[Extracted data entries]
◆ ◆ ◆ ◆ ◆ ◆ ◆

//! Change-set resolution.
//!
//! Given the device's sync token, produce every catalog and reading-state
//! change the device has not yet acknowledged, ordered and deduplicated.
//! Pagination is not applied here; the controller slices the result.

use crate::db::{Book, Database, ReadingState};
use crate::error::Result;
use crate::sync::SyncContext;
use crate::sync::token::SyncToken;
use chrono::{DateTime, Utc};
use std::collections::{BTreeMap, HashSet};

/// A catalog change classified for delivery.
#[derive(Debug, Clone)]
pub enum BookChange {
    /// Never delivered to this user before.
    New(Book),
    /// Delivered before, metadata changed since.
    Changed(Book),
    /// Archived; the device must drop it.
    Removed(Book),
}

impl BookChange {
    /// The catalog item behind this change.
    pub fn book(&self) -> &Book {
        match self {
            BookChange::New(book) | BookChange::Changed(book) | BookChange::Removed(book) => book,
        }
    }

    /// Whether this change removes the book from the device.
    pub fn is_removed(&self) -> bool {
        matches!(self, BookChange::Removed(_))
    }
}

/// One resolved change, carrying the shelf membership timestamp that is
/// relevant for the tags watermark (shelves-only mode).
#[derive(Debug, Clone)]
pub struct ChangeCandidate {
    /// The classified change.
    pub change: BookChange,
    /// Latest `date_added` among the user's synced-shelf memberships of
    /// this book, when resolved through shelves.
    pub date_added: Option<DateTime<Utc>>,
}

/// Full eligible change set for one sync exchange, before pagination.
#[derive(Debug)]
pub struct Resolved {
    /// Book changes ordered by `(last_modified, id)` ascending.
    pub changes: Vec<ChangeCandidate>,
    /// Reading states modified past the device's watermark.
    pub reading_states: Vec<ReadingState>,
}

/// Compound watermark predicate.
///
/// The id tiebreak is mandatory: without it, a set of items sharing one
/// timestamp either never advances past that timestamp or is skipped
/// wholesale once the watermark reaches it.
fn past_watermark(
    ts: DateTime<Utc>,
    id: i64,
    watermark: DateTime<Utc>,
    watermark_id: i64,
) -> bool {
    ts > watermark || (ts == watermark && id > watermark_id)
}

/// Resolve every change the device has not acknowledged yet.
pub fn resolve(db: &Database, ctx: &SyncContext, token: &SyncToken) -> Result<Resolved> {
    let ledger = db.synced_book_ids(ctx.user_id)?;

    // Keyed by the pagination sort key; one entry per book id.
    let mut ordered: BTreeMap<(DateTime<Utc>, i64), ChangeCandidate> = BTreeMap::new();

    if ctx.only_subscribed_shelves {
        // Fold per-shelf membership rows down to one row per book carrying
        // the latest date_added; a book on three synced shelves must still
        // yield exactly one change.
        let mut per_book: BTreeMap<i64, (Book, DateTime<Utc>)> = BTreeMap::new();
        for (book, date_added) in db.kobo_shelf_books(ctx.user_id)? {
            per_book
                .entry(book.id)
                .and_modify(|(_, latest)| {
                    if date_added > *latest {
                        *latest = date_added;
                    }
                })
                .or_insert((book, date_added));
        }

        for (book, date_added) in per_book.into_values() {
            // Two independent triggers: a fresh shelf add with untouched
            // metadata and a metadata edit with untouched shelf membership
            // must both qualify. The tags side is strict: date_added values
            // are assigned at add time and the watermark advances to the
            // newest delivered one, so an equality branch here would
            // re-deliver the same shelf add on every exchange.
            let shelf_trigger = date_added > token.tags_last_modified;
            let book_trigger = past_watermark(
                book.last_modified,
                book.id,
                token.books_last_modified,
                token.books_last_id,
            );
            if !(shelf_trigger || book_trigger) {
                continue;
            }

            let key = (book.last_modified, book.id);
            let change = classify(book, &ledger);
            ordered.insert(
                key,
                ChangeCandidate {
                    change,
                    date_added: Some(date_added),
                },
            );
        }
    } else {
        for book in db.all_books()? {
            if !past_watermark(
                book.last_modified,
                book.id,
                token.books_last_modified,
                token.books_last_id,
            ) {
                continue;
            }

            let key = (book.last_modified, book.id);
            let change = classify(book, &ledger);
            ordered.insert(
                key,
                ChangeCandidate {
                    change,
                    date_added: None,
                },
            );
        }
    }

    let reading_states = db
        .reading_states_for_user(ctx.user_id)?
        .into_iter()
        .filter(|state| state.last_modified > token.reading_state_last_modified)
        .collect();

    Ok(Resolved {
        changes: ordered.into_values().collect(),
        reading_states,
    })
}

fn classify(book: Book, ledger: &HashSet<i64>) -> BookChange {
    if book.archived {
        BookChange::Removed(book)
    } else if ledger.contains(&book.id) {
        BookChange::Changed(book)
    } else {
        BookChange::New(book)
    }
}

◆ ◆ ◆ ◆ ◆ ◆ ◆

In the records above, some lines may contain the word "ReadingState"; copy every one of them.

(Task output)
use crate::db::{Book, Database, ReadingState};
    pub reading_states: Vec<ReadingState>,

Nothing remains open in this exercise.